### WORK TASK:
Check each line of the material below for "PlayerHistoryEntity" and copy those where it appears.

### MATERIAL TO PROCESS:

//! In-process storage backend used for ephemeral runs and tests.

use std::{collections::BTreeMap, sync::Arc, time::SystemTime};

use futures::future::BoxFuture;
use tokio::sync::RwLock;

use super::TournamentStore;
use crate::dao::{
    models::{
        NewHistoryEntry, NewTournament, NewTournamentPlayer, PlayerHistoryEntity,
        TournamentEntity, TournamentPlayerEntity, TournamentScoreEntity, UniversalPlayerEntity,
    },
    storage::{StorageError, StorageResult},
};

/// Map-backed store; contents vanish with the process.
#[derive(Clone, Default)]
pub struct MemoryTournamentStore {
    inner: Arc<RwLock<Tables>>,
}

#[derive(Default)]
struct Tables {
    next_id: i64,
    tournaments: BTreeMap<i64, TournamentEntity>,
    players: BTreeMap<i64, TournamentPlayerEntity>,
    /// Keyed by `(tournament_player_id, hole)`, mirroring the unique index of the database backend.
    scores: BTreeMap<(i64, u32), TournamentScoreEntity>,
    universal_players: BTreeMap<i64, UniversalPlayerEntity>,
    history: BTreeMap<i64, PlayerHistoryEntity>,
}

impl Tables {
    fn allocate_id(&mut self) -> i64 {
        self.next_id += 1;
        self.next_id
    }
}

impl MemoryTournamentStore {
    pub fn new() -> Self {
        Self::default()
    }

    async fn create_tournament(&self, tournament: NewTournament) -> StorageResult<TournamentEntity> {
        let mut tables = self.inner.write().await;
        if tables
            .tournaments
            .values()
            .any(|existing| existing.code.eq_ignore_ascii_case(&tournament.code))
        {
            return Err(StorageError::Conflict(format!(
                "room code `{}` already in use",
                tournament.code
            )));
        }

        let now = SystemTime::now();
        let entity = TournamentEntity {
            id: tables.allocate_id(),
            code: tournament.code,
            name: tournament.name,
            director_pin: tournament.director_pin,
            is_active: true,
            is_started: false,
            is_completed: false,
            created_at: now,
            updated_at: now,
        };
        tables.tournaments.insert(entity.id, entity.clone());
        Ok(entity)
    }

    async fn delete_tournament(&self, id: i64) -> bool {
        let mut tables = self.inner.write().await;
        if tables.tournaments.remove(&id).is_none() {
            return false;
        }
        tables.players.retain(|_, player| player.tournament_id != id);
        tables.scores.retain(|_, score| score.tournament_id != id);
        true
    }

    async fn create_tournament_player(&self, player: NewTournamentPlayer) -> TournamentPlayerEntity {
        let mut tables = self.inner.write().await;
        let entity = TournamentPlayerEntity {
            id: tables.allocate_id(),
            tournament_id: player.tournament_id,
            name: player.name,
            group: player.group,
            universal_player_id: player.universal_player_id,
            did_not_finish: false,
            created_at: SystemTime::now(),
        };
        tables.players.insert(entity.id, entity.clone());
        entity
    }

    async fn relink_tournament_players(&self, from: i64, to: i64) -> u64 {
        let mut tables = self.inner.write().await;
        let mut moved = 0;
        for player in tables.players.values_mut() {
            if player.universal_player_id == Some(from) {
                player.universal_player_id = Some(to);
                moved += 1;
            }
        }
        moved
    }

    async fn create_universal_player(&self, name: String) -> UniversalPlayerEntity {
        let mut tables = self.inner.write().await;
        let now = SystemTime::now();
        let entity = UniversalPlayerEntity {
            id: tables.allocate_id(),
            name,
            created_at: now,
            updated_at: now,
        };
        tables.universal_players.insert(entity.id, entity.clone());
        entity
    }

    async fn add_history(&self, entry: NewHistoryEntry) -> PlayerHistoryEntity {
        let mut tables = self.inner.write().await;
        let entity = PlayerHistoryEntity {
            id: tables.allocate_id(),
            universal_player_id: entry.universal_player_id,
            tournament_name: entry.tournament_name,
            tournament_id: entry.tournament_id,
            played_at: entry.played_at,
            holes_played: entry.holes_played,
            total_strokes: entry.total_strokes,
            total_par: entry.total_par,
            scratches: entry.scratches,
            penalties: entry.penalties,
            source: entry.source,
        };
        tables.history.insert(entity.id, entity.clone());
        entity
    }

    async fn reassign_history(&self, from: i64, to: i64) -> u64 {
        let mut tables = self.inner.write().await;
        let mut moved = 0;
        for entry in tables.history.values_mut() {
            if entry.universal_player_id == from {
                entry.universal_player_id = to;
                moved += 1;
            }
        }
        moved
    }
}

impl TournamentStore for MemoryTournamentStore {
    fn create_tournament(
        &self,
        tournament: NewTournament,
    ) -> BoxFuture<'static, StorageResult<TournamentEntity>> {
        let store = self.clone();
        Box::pin(async move { store.create_tournament(tournament).await })
    }

    fn save_tournament(&self, tournament: TournamentEntity) -> BoxFuture<'static, StorageResult<()>> {
        let store = self.clone();
        Box::pin(async move {
            let mut tables = store.inner.write().await;
            tables.tournaments.insert(tournament.id, tournament);
            Ok(())
        })
    }

    fn find_tournament_by_code(
        &self,
        code: String,
    ) -> BoxFuture<'static, StorageResult<Option<TournamentEntity>>> {
        let store = self.clone();
        Box::pin(async move {
            let tables = store.inner.read().await;
            Ok(tables
                .tournaments
                .values()
                .find(|tournament| tournament.code.eq_ignore_ascii_case(&code))
                .cloned())
        })
    }

    fn list_tournaments(&self) -> BoxFuture<'static, StorageResult<Vec<TournamentEntity>>> {
        let store = self.clone();
        Box::pin(async move {
            let tables = store.inner.read().await;
            Ok(tables.tournaments.values().cloned().collect())
        })
    }

    fn delete_tournament(&self, id: i64) -> BoxFuture<'static, StorageResult<bool>> {
        let store = self.clone();
        Box::pin(async move { Ok(store.delete_tournament(id).await) })
    }

    fn create_tournament_player(
        &self,
        player: NewTournamentPlayer,
    ) -> BoxFuture<'static, StorageResult<TournamentPlayerEntity>> {
        let store = self.clone();
        Box::pin(async move { Ok(store.create_tournament_player(player).await) })
    }

    fn save_tournament_player(
        &self,
        player: TournamentPlayerEntity,
    ) -> BoxFuture<'static, StorageResult<()>> {
        let store = self.clone();
        Box::pin(async move {
            let mut tables = store.inner.write().await;
            tables.players.insert(player.id, player);
            Ok(())
        })
    }

    fn find_tournament_player(
        &self,
        id: i64,
    ) -> BoxFuture<'static, StorageResult<Option<TournamentPlayerEntity>>> {
        let store = self.clone();
        Box::pin(async move {
            let tables = store.inner.read().await;
            Ok(tables.players.get(&id).cloned())
        })
    }

    fn list_tournament_players(
        &self,
        tournament_id: i64,
    ) -> BoxFuture<'static, StorageResult<Vec<TournamentPlayerEntity>>> {
        let store = self.clone();
        Box::pin(async move {
            let tables = store.inner.read().await;
            Ok(tables
                .players
                .values()
                .filter(|player| player.tournament_id == tournament_id)
                .cloned()
                .collect())
        })
    }

    fn list_players_for_universal(
        &self,
        universal_player_id: i64,
    ) -> BoxFuture<'static, StorageResult<Vec<TournamentPlayerEntity>>> {
        let store = self.clone();
        Box::pin(async move {
            let tables = store.inner.read().await;
            Ok(tables
                .players
                .values()
                .filter(|player| player.universal_player_id == Some(universal_player_id))
                .cloned()
                .collect())
        })
    }

    fn relink_tournament_players(
        &self,
        from: i64,
        to: i64,
    ) -> BoxFuture<'static, StorageResult<u64>> {
        let store = self.clone();
        Box::pin(async move { Ok(store.relink_tournament_players(from, to).await) })
    }

    fn upsert_score(
        &self,
        score: TournamentScoreEntity,
    ) -> BoxFuture<'static, StorageResult<TournamentScoreEntity>> {
        let store = self.clone();
        Box::pin(async move {
            let mut tables = store.inner.write().await;
            tables
                .scores
                .insert((score.tournament_player_id, score.hole), score.clone());
            Ok(score)
        })
    }

    fn list_scores(
        &self,
        tournament_id: i64,
    ) -> BoxFuture<'static, StorageResult<Vec<TournamentScoreEntity>>> {
        let store = self.clone();
        Box::pin(async move {
            let tables = store.inner.read().await;
            Ok(tables
                .scores
                .values()
                .filter(|score| score.tournament_id == tournament_id)
                .cloned()
                .collect())
        })
    }

    fn create_universal_player(
        &self,
        name: String,
    ) -> BoxFuture<'static, StorageResult<UniversalPlayerEntity>> {
        let store = self.clone();
        Box::pin(async move { Ok(store.create_universal_player(name).await) })
    }

    fn save_universal_player(
        &self,
        player: UniversalPlayerEntity,
    ) -> BoxFuture<'static, StorageResult<()>> {
        let store = self.clone();
        Box::pin(async move {
            let mut tables = store.inner.write().await;
            tables.universal_players.insert(player.id, player);
            Ok(())
        })
    }

    fn find_universal_player(
        &self,
        id: i64,
    ) -> BoxFuture<'static, StorageResult<Option<UniversalPlayerEntity>>> {
        let store = self.clone();
        Box::pin(async move {
            let tables = store.inner.read().await;
            Ok(tables.universal_players.get(&id).cloned())
        })
    }

    fn list_universal_players(
        &self,
    ) -> BoxFuture<'static, StorageResult<Vec<UniversalPlayerEntity>>> {
        let store = self.clone();
        Box::pin(async move {
            let tables = store.inner.read().await;
            Ok(tables.universal_players.values().cloned().collect())
        })
    }

    fn delete_universal_player(&self, id: i64) -> BoxFuture<'static, StorageResult<bool>> {
        let store = self.clone();
        Box::pin(async move {
            let mut tables = store.inner.write().await;
            Ok(tables.universal_players.remove(&id).is_some())
        })
    }

    fn add_history(
        &self,
        entry: NewHistoryEntry,
    ) -> BoxFuture<'static, StorageResult<PlayerHistoryEntity>> {
        let store = self.clone();
        Box::pin(async move { Ok(store.add_history(entry).await) })
    }

    fn list_history(
        &self,
        universal_player_id: i64,
    ) -> BoxFuture<'static, StorageResult<Vec<PlayerHistoryEntity>>> {
        let store = self.clone();
        Box::pin(async move {
            let tables = store.inner.read().await;
            let mut entries: Vec<_> = tables
                .history
                .values()
                .filter(|entry| entry.universal_player_id == universal_player_id)
                .cloned()
                .collect();
            entries.sort_by_key(|entry| (entry.played_at, entry.id));
            Ok(entries)
        })
    }

    fn delete_history(&self, id: i64) -> BoxFuture<'static, StorageResult<bool>> {
        let store = self.clone();
        Box::pin(async move {
            let mut tables = store.inner.write().await;
            Ok(tables.history.remove(&id).is_some())
        })
    }

    fn reassign_history(&self, from: i64, to: i64) -> BoxFuture<'static, StorageResult<u64>> {
        let store = self.clone();
        Box::pin(async move { Ok(store.reassign_history(from, to).await) })
    }

    fn health_check(&self) -> BoxFuture<'static, StorageResult<()>> {
        Box::pin(async { Ok(()) })
    }

    fn try_reconnect(&self) -> BoxFuture<'static, StorageResult<()>> {
        Box::pin(async { Ok(()) })
    }
}

#[cfg(test)]
mod tests {
    use super::*;

    fn score(player: i64, hole: u32, strokes: u32) -> TournamentScoreEntity {
        TournamentScoreEntity {
            tournament_id: 1,
            tournament_player_id: player,
            hole,
            par: 3,
            strokes,
            scratches: 0,
            penalties: 0,
            updated_at: SystemTime::now(),
        }
    }

    #[tokio::test]
    async fn upsert_overwrites_same_player_and_hole() {
        let store = MemoryTournamentStore::new();
        TournamentStore::upsert_score(&store, score(7, 1, 4)).await.unwrap();
        TournamentStore::upsert_score(&store, score(7, 1, 5)).await.unwrap();
        TournamentStore::upsert_score(&store, score(7, 2, 2)).await.unwrap();

        let rows = TournamentStore::list_scores(&store, 1).await.unwrap();
        assert_eq!(rows.len(), 2);
        assert_eq!(rows[0].strokes, 5);
        assert_eq!(rows[1].hole, 2);
    }

    #[tokio::test]
    async fn duplicate_room_code_is_a_conflict() {
        let store = MemoryTournamentStore::new();
        let new = |code: &str| NewTournament {
            code: code.into(),
            name: "Sunday putt".into(),
            director_pin: "1234".into(),
        };
        TournamentStore::create_tournament(&store, new("ABCDE")).await.unwrap();
        let err = TournamentStore::create_tournament(&store, new("abcde"))
            .await
            .unwrap_err();
        assert!(matches!(err, StorageError::Conflict(_)));
    }

    #[tokio::test]
    async fn deleting_a_tournament_cascades() {
        let store = MemoryTournamentStore::new();
        let tournament = TournamentStore::create_tournament(
            &store,
            NewTournament {
                code: "HOLE1".into(),
                name: "Cascade".into(),
                director_pin: "0000".into(),
            },
        )
        .await
        .unwrap();
        let player = TournamentStore::create_tournament_player(
            &store,
            NewTournamentPlayer {
                tournament_id: tournament.id,
                name: "Ada".into(),
                group: None,
                universal_player_id: None,
            },
        )
        .await
        .unwrap();
        let mut row = score(player.id, 1, 3);
        row.tournament_id = tournament.id;
        TournamentStore::upsert_score(&store, row).await.unwrap();

        assert!(TournamentStore::delete_tournament(&store, tournament.id).await.unwrap());
        assert!(
            TournamentStore::list_tournament_players(&store, tournament.id)
                .await
                .unwrap()
                .is_empty()
        );
        assert!(
            TournamentStore::list_scores(&store, tournament.id)
                .await
                .unwrap()
                .is_empty()
        );
    }
}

### YOUR RESPONSE:
        NewHistoryEntry, NewTournament, NewTournamentPlayer, PlayerHistoryEntity,
    history: BTreeMap<i64, PlayerHistoryEntity>,
    async fn add_history(&self, entry: NewHistoryEntry) -> PlayerHistoryEntity {
        let entity = PlayerHistoryEntity {
    ) -> BoxFuture<'static, StorageResult<PlayerHistoryEntity>> {
    ) -> BoxFuture<'static, StorageResult<Vec<PlayerHistoryEntity>>> {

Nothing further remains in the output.